Resellers make their money by buying consumer credit information from the "Big Three" credit bureaus--Experian, Equifax, and Trans Union--and reselling it to anyone who can show a valid reason to check such sensitive information according to federal credit laws. The requester could be a prospective employer, a bank, or a consumer herself.
Until this summer, credit bureaus have been reluctant to provide reports over the Internet. Experian was the first and so far the only one of the Big Three to take a stab at it, and once traffic on its servers started to climb, they began misrouting requested reports so that person A got the report of person B, B got the report of C, and so forth.
Meanwhile, reseller QSpace of Oakland, California, provides nearly instant access from the company's Web site to Experian's database of consumer information, the same information that Experian was serving up to the wrong people last week before quickly pulling the plug.
QSpace isn't likely to have the same problems, however, because it uses its own delivery software to send data to the buyer's desktop, according to QSpace CEO I.O.A. Eze.
"Accessing the information is easy," Eze said. "The dynamic generation of Web pages in real time is more difficult."
To ensure proper verification of a person's identity, QSpace requires the use of a digital ID from VeriSign. If a consumer requesting her report online doesn't have a digital ID, the QSpace service will automatically contact VeriSign and sign her up. As soon as VeriSign's system grants the ID, QSpace gathers the credit report from Experian and sends it back to the requester. The entire process usually takes less than three minutes, according to Eze.

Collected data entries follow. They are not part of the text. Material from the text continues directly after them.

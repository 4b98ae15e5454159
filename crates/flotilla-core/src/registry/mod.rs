//! Configuration registry: published entries, selection filters and the
//! matcher that picks the entries a dependency consumes.

pub mod entry;
pub mod filter;
pub mod matcher;
pub mod snapshot;

pub use entry::{
    CloudTarget, ConfigurationEntry, PROVIDER_ID_DELIMITER, PROVIDER_NAMESPACE_DEFAULT,
    PROVIDER_NID, TARGET_DELIMITER, compute_provider_id,
};
pub use filter::{
    CONFIGURATION_TYPE, ConfigurationFilter, LEGACY_CONFIGURATION_TYPE, VersionRequirement,
    parse_resource_filter,
};
pub use matcher::{ConfigurationEntryMatcher, MatchCardinality, metadata_criteria};
pub use snapshot::RegistrySnapshot;

/// Source of published configuration entries.
///
/// Implementations answer coordinate and visibility queries; version
/// requirements and selection preferences are the matcher's concern.
pub trait ConfigurationRegistry: Send + Sync {
    fn find(
        &self,
        filter: &ConfigurationFilter,
        consumer_target: &CloudTarget,
    ) -> anyhow::Result<Vec<ConfigurationEntry>>;
}
//! Entries command implementation.
//!
//! Inspects a registry snapshot: lists entries, optionally narrowed to one
//! provider, and shows the metadata criteria that provider filter compiles
//! to.

use std::path::PathBuf;

use anyhow::Context;
use serde::Serialize;

use crate::registry::entry::{CloudTarget, ConfigurationEntry};
use crate::registry::filter::ConfigurationFilter;
use crate::registry::matcher::{metadata_criteria, ConfigurationEntryMatcher, MatchCardinality};
use crate::registry::snapshot::RegistrySnapshot;

/// Options for the entries command
#[derive(Debug, Clone)]
pub struct EntriesOptions {
    /// Path to the registry snapshot JSON
    pub entries: PathBuf,
    /// Consumer org
    pub org: String,
    /// Consumer space
    pub space: String,
    /// Provider id to narrow to (None = list everything)
    pub provider_id: Option<String>,
    /// Version requirement applied with the provider filter
    pub version: Option<String>,
}

impl EntriesOptions {
    pub fn new(
        entries: impl Into<PathBuf>,
        org: impl Into<String>,
        space: impl Into<String>,
    ) -> Self {
        Self {
            entries: entries.into(),
            org: org.into(),
            space: space.into(),
            provider_id: None,
            version: None,
        }
    }

    pub fn with_provider(mut self, provider_id: impl Into<String>) -> Self {
        self.provider_id = Some(provider_id.into());
        self
    }

    pub fn with_version(mut self, version: impl Into<String>) -> Self {
        self.version = Some(version.into());
        self
    }
}

/// Result of a snapshot inspection
#[derive(Debug, Clone, Serialize)]
pub struct EntriesReport {
    /// Compiled metadata criteria, when a provider filter was given
    pub criteria: Option<String>,
    pub entries: Vec<ConfigurationEntry>,
}

/// Entries command orchestrator
#[derive(Debug, Default)]
pub struct EntriesCommand;

impl EntriesCommand {
    pub fn new() -> Self {
        Self
    }

    pub fn run(&self, options: &EntriesOptions) -> anyhow::Result<EntriesReport> {
        let snapshot = RegistrySnapshot::from_path(&options.entries)?;
        let target = CloudTarget::new(&options.org, &options.space);

        let Some(provider_id) = &options.provider_id else {
            return Ok(EntriesReport {
                criteria: None,
                entries: snapshot.entries().to_vec(),
            });
        };

        let mut filter = ConfigurationFilter::for_provider(provider_id, target.clone());
        filter.version = options.version.clone();

        let criteria = metadata_criteria(&filter)
            .with_context(|| format!("invalid provider id '{provider_id}'"))?;
        let matcher = ConfigurationEntryMatcher::new(&snapshot);
        let entries = matcher.match_entries(
            provider_id,
            &filter,
            &target,
            MatchCardinality::Multiple,
            true,
        )?;

        Ok(EntriesReport {
            criteria: Some(criteria.query().to_string()),
            entries,
        })
    }
}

Another reseller who has sold over 13,000 reports online since November disagrees that digital IDs are the way to ensure privacy. Credit Chequers Information Services hasn't ventured into the consumer market, opting to provide reports only to businesses because their identities are easier to check.
"I don't feel that certificate authorities [such as VeriSign] are providing enough effort to verify the identity of the party they assign the ID to," said Credit Chequers president Jonathan Wolf. "I think business-to-business is much more secure because we're verifying in a traditional method the ID of the entity who's getting access to the system."
To protect the data in transmission, both Credit Chequers and QSpace rely upon the 128-bit encryption built into Microsoft and Netscape browsers. Users should be aware that the U.S. and Canadian versions of these browsers have much stronger encryption than the versions made for international users.
QSpace charges $8 per credit report. Unlike the Big Three bureaus, the reseller is not obliged to give free or reduced rates mandated by some states. There is an additional one-time fee for obtaining a digital ID. Credit Chequers only sells to businesses; prices per report range from $3 to $10 each, depending upon the volume of the request.